The panicked selling was directly linked to the seizing up of the credit markets - including a $52 billion constriction in commercial paper - and the rumors of additional money market funds "breaking the buck," or dropping below $1 net asset value."

The Fed's dramatic $105 billion liquidity injection on Thursday (pre-market) was just enough to keep key institutional accounts from following through on the sell orders and starting a stampede of cash that could have brought large tracts of the US economy to a halt." (New York Post)

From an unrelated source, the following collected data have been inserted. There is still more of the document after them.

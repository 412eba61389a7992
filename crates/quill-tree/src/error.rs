//! Tree errors.

use quill_recipe::RecipeError;
use thiserror::Error;

/// Internal consistency faults. Malformed input is never reported here.
#[derive(Debug, Error)]
pub enum TreeError {
    #[error("invalid tree after {stage}: {}\n{dump}", issues.join("; "))]
    Invalid {
        stage: &'static str,
        issues: Vec<String>,
        dump: String,
    },

    #[error("unknown syntax `{0}`")]
    UnknownSyntax(String),

    #[error("node `{path}` declares parent `{found}`, expected `{expected}`")]
    ParentMismatch {
        path: String,
        expected: String,
        found: String,
    },

    #[error("node `{path}` has an id that does not match its position")]
    IdMismatch { path: String },

    #[error(transparent)]
    Recipe(#[from] RecipeError),
}
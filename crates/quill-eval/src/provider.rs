//! Evaluator providers.
//! 求值器扩展点。

use crate::{EvalError, RuntimeEvaluation, RuntimeValue, Session, defaults};
use quill_syntax::{BinOp, Expr};

/// Result of a custom operation.
#[derive(Debug, Clone, PartialEq)]
pub enum CustomOperation {
    Value(RuntimeValue),
    /// Leave the operation symbolic.
    Defer,
}

/// What post-processing does with a final evaluation.
#[derive(Debug, Clone, PartialEq)]
pub enum PostProcess {
    Keep,
    Replace(RuntimeValue),
    /// Drop the value; the evaluation becomes unresolved.
    Unresolve,
}

/// Hooks that customize evaluation.
///
/// Every method defaults to the plain behavior in [`defaults`]; a provider
/// overrides the cases it knows and falls through to those functions for
/// everything else.
pub trait EvaluatorProvider {
    fn name(&self) -> &'static str;

    fn evaluate(&self, session: &mut Session<'_>, expr: &Expr) -> Result<RuntimeEvaluation, EvalError> {
        defaults::evaluate(session, expr)
    }

    /// Binary operations on values that are not both numbers.
    fn evaluate_custom_operation(
        &self,
        op: BinOp,
        left: &RuntimeValue,
        right: &RuntimeValue,
        node: &Expr,
    ) -> Result<CustomOperation, EvalError> {
        defaults::evaluate_custom_operation(op, left, right, node)
    }

    /// Expression standing for a value, reusing `node`'s identity.
    fn convert_to_node(&self, value: &RuntimeValue, node: &Expr) -> Expr {
        defaults::convert_to_node(value, node)
    }

    fn post_process(&self, evaluation: &RuntimeEvaluation) -> PostProcess {
        defaults::post_process(evaluation)
    }
}

/// Plain evaluation, no extensions.
#[derive(Debug, Clone, Copy, Default)]
pub struct DefaultProvider;

impl EvaluatorProvider for DefaultProvider {
    fn name(&self) -> &'static str {
        "default"
    }
}
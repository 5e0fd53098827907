// Copyright The Rusted Firmware-A Contributors.
//
// SPDX-License-Identifier: BSD-3-Clause

//! The standard secure service: its own queries, with power management calls delegated.

use crate::{
    error::Error,
    services::{Service, owns},
    smccc::{OwningEntityNumber, SMC_UNK, SmcCall, SmcReturn},
};
use log::warn;
use uuid::{Uuid, uuid};

const STD_SVC_CALL_COUNT: u32 = 0x8400_ff00;
const STD_SVC_UID: u32 = 0x8400_ff01;
const STD_SVC_VERSION: u32 = 0x8400_ff03;

const STD_SVC_VERSION_MAJOR: u64 = 0;
const STD_SVC_VERSION_MINOR: u64 = 1;

/// The number of PSCI calls reported by the call count query.
pub const PSCI_NUM_CALLS: u32 = 18;

/// The highest function number of the PSCI range.
const PSCI_FID_LAST: u16 = 0x1f;

const STD_SVC_UUID: Uuid = uuid!("108d905b-f863-47e8-ae2d-c0fb5641f6e2");

/// The generic PSCI implementation, which handles power management calls.
pub trait PowerStateCoordinator: Sync {
    /// Sets up the power domain tree. Called once at startup.
    fn init(&self) -> Result<(), Error> {
        Ok(())
    }

    /// Handles a PSCI call.
    fn handle_psci_call(&self, call: &SmcCall) -> SmcReturn;
}

/// Standard secure service calls.
pub struct StandardService<'a> {
    coordinator: &'a dyn PowerStateCoordinator,
}

impl<'a> StandardService<'a> {
    /// Creates a standard service delegating power management calls to the given coordinator.
    pub const fn new(coordinator: &'a dyn PowerStateCoordinator) -> Self {
        Self { coordinator }
    }
}

impl Service for StandardService<'_> {
    owns!(OwningEntityNumber::STANDARD_SECURE);

    fn init(&self) -> Result<(), Error> {
        self.coordinator.init()
    }

    fn handle(&self, call: &SmcCall) -> SmcReturn {
        if call.function.number() <= PSCI_FID_LAST {
            return self.coordinator.handle_psci_call(call);
        }

        match call.function.0 {
            STD_SVC_CALL_COUNT => PSCI_NUM_CALLS.into(),
            STD_SVC_UID => STD_SVC_UUID.into(),
            STD_SVC_VERSION => [STD_SVC_VERSION_MAJOR, STD_SVC_VERSION_MINOR].into(),
            _ => {
                warn!("Unimplemented standard service call {}", call.function);
                SMC_UNK.into()
            }
        }
    }
}

#[cfg(test)]
mod tests {
    use super::*;
    use std::sync::Mutex;

    #[derive(Default)]
    struct RecordingCoordinator {
        calls: Mutex<Vec<u32>>,
    }

    impl PowerStateCoordinator for RecordingCoordinator {
        fn init(&self) -> Result<(), Error> {
            Err(Error::NotReady)
        }

        fn handle_psci_call(&self, call: &SmcCall) -> SmcReturn {
            self.calls.lock().unwrap().push(call.function.0);
            (-2i32).into()
        }
    }

    #[test]
    fn call_count() {
        let coordinator = RecordingCoordinator::default();
        let service = StandardService::new(&coordinator);
        assert_eq!(
            service.handle(&SmcCall::new(STD_SVC_CALL_COUNT, &[])).values(),
            [18]
        );
    }

    #[test]
    fn uid() {
        let coordinator = RecordingCoordinator::default();
        let service = StandardService::new(&coordinator);
        assert_eq!(
            service.handle(&SmcCall::new(STD_SVC_UID, &[])).values(),
            [0x5b90_8d10, 0xe847_63f8, 0xfbc0_2dae, 0xe2f6_4156]
        );
    }

    #[test]
    fn version() {
        let coordinator = RecordingCoordinator::default();
        let service = StandardService::new(&coordinator);
        assert_eq!(
            service.handle(&SmcCall::new(STD_SVC_VERSION, &[])).values(),
            [0, 1]
        );
    }

    #[test]
    fn psci_calls_delegated() {
        let coordinator = RecordingCoordinator::default();
        let service = StandardService::new(&coordinator);

        // PSCI_VERSION, CPU_ON (SMC64) and the last number of the range.
        for function in [0x8400_0000, 0xC400_0003, 0x8400_001f] {
            assert_eq!(
                service.handle(&SmcCall::new(function, &[])).values(),
                [(-2i64) as u64]
            );
        }
        assert_eq!(
            *coordinator.calls.lock().unwrap(),
            [0x8400_0000, 0xC400_0003, 0x8400_001f]
        );
    }

    #[test]
    fn unknown_standard_call() {
        let coordinator = RecordingCoordinator::default();
        let service = StandardService::new(&coordinator);
        assert_eq!(
            service.handle(&SmcCall::new(0x8400_0020, &[])).values(),
            [u64::MAX]
        );
        assert_eq!(
            service.handle(&SmcCall::new(0x8400_ff02, &[])).values(),
            [u64::MAX]
        );
        assert!(coordinator.calls.lock().unwrap().is_empty());
    }

    #[test]
    fn init_delegated() {
        let coordinator = RecordingCoordinator::default();
        let service = StandardService::new(&coordinator);
        assert_eq!(service.init(), Err(Error::NotReady));
    }
}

cryptowonderdruginvogue 09.30.2008 02:07 PM

Quote:

Originally Posted by floatingslowly
I agree. lulz abound.


 


 

tesla69 09.30.2008 02:24 PM

NO BAILOUT per this Hahvahd economist:

http://www.cnn.com/2008/POLITICS/09/...ef=mpstoryview

I think the key takeaway is where the hahvahd guy says all the doomsdaytalk is fear mongering.

fear mongering.


I expected an October Surprise from the rethuglicans, but I was looking for a terrorist attack.

mangajunky 09.30.2008 02:27 PM

Quote:

Originally Posted by tesla69

I expected an October Surprise from the rethuglicans, but I was looking for a terrorist attack.


It's backfiring because it's making McCain look weak and indecisive.
He keeps contradicting himself and yesterday he was claiming victory as the bill was getting voted down. Obama's numbers are climbing...but all this might be a moot point because the fix may be in. ha ha!

Sonic Youth 37 09.30.2008 02:30 PM

Quote:

Originally Posted by Alex's Trip
And World War II occurred during a depression. Not a recession that started 5 and ahalf years after Iraq. Iraq =/= WWII.

I'm going to be pissed if I can't get student loans.


On the note of student loans, even before this most of our generation would have been paying back their student loans well in their 30s. Now, who knows. Student loans are going to be hit pretty hard, along with everything else.

I've already began putting money in a "get-the-fuck-out-of-the-country" fund.

SynthethicalY 09.30.2008 03:58 PM

Quote:

Originally Posted by Sonic Youth 37
On the note of student loans, even before this most of our generation would have been paying back their student loans well in their 30s. Now, who knows. Student loans are going to be hit pretty hard, along with everything else.

I've already began putting money in a "get-the-fuck-out-of-the-country" fund.


Just as long as it is not a bank account.